An Aldi closed recently in Chicago. What happened next illustrates a basic problem in our country.
The Aldi in question was located in the West Garfield Park neighborhood, on the west side of Chicago. It is a troubled area. For example, life expectancy for people living in the neighborhood is 16 years less than for people living downtown. Aldi was one of the few grocery stores in the neighborhood, and a critical resource in the community.
Abruptly, around October 9, it just closed. Aldi provided no explanation. The store just shut down, leaving an enormous hole in the community.
Aldi’s closing caused quite a stir. Community activists attacked the company for abandoning the area and profiteering. People lamented the food desert. One activist said Aldi was an example of companies that “basically plunder and then walk away with impunity.”
After protesters showed up at Aldi’s offices, the company belatedly explained that the store closed because it was operating at a loss.
While it is easy to attack Aldi, the reality is more difficult to process. Aldi is a for-profit company. If the firm can make money operating a store on the west side of Chicago, it will.
Why would Aldi walk away from a store? There are, sadly, only a few reasons.
1. The area isn’t safe. Aldi, like most companies, wants employees to be secure. If violence is prevalent in the neighborhood, the company might decide the risks are simply too great.

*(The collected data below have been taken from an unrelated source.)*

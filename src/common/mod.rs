// Common module - shared types and utilities across all modules

pub mod config;
pub mod error;
pub mod helpers;
pub mod id_generator;
pub mod migrations;
pub mod state;
pub mod validation;

#[cfg(test)]
pub mod test_support;

// Re-export commonly used types for convenience
pub use config::AppConfig;
pub use error::ApiError;
pub use helpers::{safe_email_log, safe_token_log};
pub use id_generator::*;
pub use state::AppState;
pub use validation::{ValidationResult, Validator};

2. It isn’t profitable. This is what the company said in its statement. But why would an Aldi not be profitable? There is certainly demand. Aldi could command a decent margin, especially in an area with little competition. Operating costs are likely low. One explanation could be that crime (shrinkage, in retail terms) was particularly bad at that location.

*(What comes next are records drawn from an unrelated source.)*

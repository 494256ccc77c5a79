// src/main.rs
use axum::{extract::Extension, middleware, Router};
use dotenv::dotenv;
use reqwest::Client;
use sqlx::sqlite::{SqliteConnectOptions, SqlitePoolOptions};
use std::path::PathBuf;
use std::{net::SocketAddr, str::FromStr, sync::Arc};
use tokio::{net::TcpListener, sync::RwLock};
use tower_http::{cors::CorsLayer, services::ServeDir, trace::TraceLayer};
use tracing::{info, warn};
use tracing_subscriber::EnvFilter;

// ============================================================================
// MODULE IMPORTS
// ============================================================================

mod auth;
mod blogs;
mod common;
mod logging_middleware;
mod uploads;

// ============================================================================
// COMMON IMPORTS
// ============================================================================

use common::{AppConfig, AppState};

// ============================================================================
// ROUTER COMPOSITION
// ============================================================================

/// Full application router with shared state and middleware attached
pub fn build_router(app_state: AppState) -> Router {
    let uploads_dir = app_state.uploads_dir.clone();
    let cors = cors_layer(&app_state.config.cors_origins);
    let shared = Arc::new(RwLock::new(app_state));

    Router::new()
        // ====================================================================
        // AUTHENTICATION ROUTES (OAuth start/callback, validate, logout)
        // ====================================================================
        .merge(auth::auth_routes())
        // ====================================================================
        // BLOG ROUTES (Public reads, owner-only mutations)
        // ====================================================================
        .merge(blogs::blogs_routes())
        // ====================================================================
        // UPLOAD ROUTES (Cover images) AND STATIC FILES
        // ====================================================================
        .merge(uploads::uploads_routes())
        .nest_service("/uploads", ServeDir::new(uploads_dir))
        // ====================================================================
        // MIDDLEWARE AND LAYERS
        // ====================================================================
        // Add request/response body logging in debug mode
        .layer(middleware::from_fn(logging_middleware::log_request_response))
        .layer(Extension(shared))
        .layer(cors)
        .layer(TraceLayer::new_for_http())
}

fn cors_layer(cors_origins: &[String]) -> CorsLayer {
    let origins: Vec<axum::http::HeaderValue> = cors_origins
        .iter()
        .filter_map(|origin| origin.parse().ok())
        .collect();

    CorsLayer::new()
        .allow_origin(origins)
        .allow_methods([
            axum::http::Method::GET,
            axum::http::Method::POST,
            axum::http::Method::PUT,
            axum::http::Method::DELETE,
            axum::http::Method::OPTIONS,
        ])
        .allow_headers([
            axum::http::header::CONTENT_TYPE,
            axum::http::header::AUTHORIZATION,
        ])
        .allow_credentials(true)
}

// ============================================================================
// MAIN APPLICATION ENTRY POINT
// ============================================================================

#[tokio::main]
async fn main() -> anyhow::Result<()> {
    dotenv().ok();

    tracing_subscriber::fmt()
        .with_env_filter(
            EnvFilter::try_from_default_env().unwrap_or_else(|_| EnvFilter::new("info")),
        )
        .with_target(false)
        .init();

    // ========================================================================
    // ENVIRONMENT CONFIGURATION
    // ========================================================================

    let config = AppConfig::from_env();

    for (name, configured) in [
        ("google", config.google.is_some()),
        ("facebook", config.facebook.is_some()),
    ] {
        if configured {
            info!(provider = name, "OAuth provider configured");
        } else {
            warn!(provider = name, "OAuth provider not configured; its login endpoint will answer 503");
        }
    }

    // ========================================================================
    // DIRECTORY SETUP
    // ========================================================================

    tokio::fs::create_dir_all(&config.uploads_dir).await?;

    // ========================================================================
    // DATABASE SETUP
    // ========================================================================

    if let Some(path_part) = config.database_url.strip_prefix("sqlite://") {
        let path_without_params = path_part.split('?').next().unwrap_or("");
        if !path_without_params.is_empty() && !path_without_params.starts_with(':') {
            let db_path = PathBuf::from(path_without_params);
            if let Some(parent) = db_path.parent() {
                if !parent.as_os_str().is_empty() {
                    tokio::fs::create_dir_all(parent).await?;
                }
            }
        }
    }

    let connect_options =
        SqliteConnectOptions::from_str(&config.database_url)?.create_if_missing(true);
    let pool = SqlitePoolOptions::new()
        .connect_with(connect_options)
        .await?;

    // Run database migrations
    common::migrations::run_migrations(&pool).await?;

    // ========================================================================
    // APPLICATION STATE
    // ========================================================================

    let http_client = Client::builder().build()?;
    let port = config.port;
    let app = build_router(AppState::new(pool, http_client, config));

    // ========================================================================
    // SERVER STARTUP
    // ========================================================================

    let addr = SocketAddr::from(([0, 0, 0, 0], port));
    info!("Listening on {}", addr);
    let listener = TcpListener::bind(addr).await?;
    axum::serve(listener, app.into_make_service()).await?;

    Ok(())
}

Why, precisely, did Aldi close? We don’t know for certain. The company didn’t openly discuss the issue. It just closed the store.
Of course, when you see how the CEO of McDonalds is being attacked for suggesting that perhaps the lack of parenting might have somehow contributed to the death of children from shootings in Chicago, it makes sense that Aldi isn’t commenting at all on the real issues behind the closing.
Target didn’t comment, either, when it closed all its stores on the south side of Chicago.
The reality is that you just can’t discuss certain issues.
It is difficult to solve a problem when people can’t talk about it. An open discussion might help. How can stores operate safely and profitably in certain areas? How can shrinkage be contained, and employees kept safe?
I am completely confident that the issues can be addressed. Stores can operate safely and profitably. But this won’t happen if the issues are too toxic to bring up.
Here is the situation: we can’t discuss some of the issue facing our country. As a result, things are not likely to get better. And areas of Chicago will remain food deserts, wondering why stores like Target, Aldi, Walmart, and Whole Foods don’t open.
This isn’t complicated. It also isn’t pleasant. But it is the world we live in.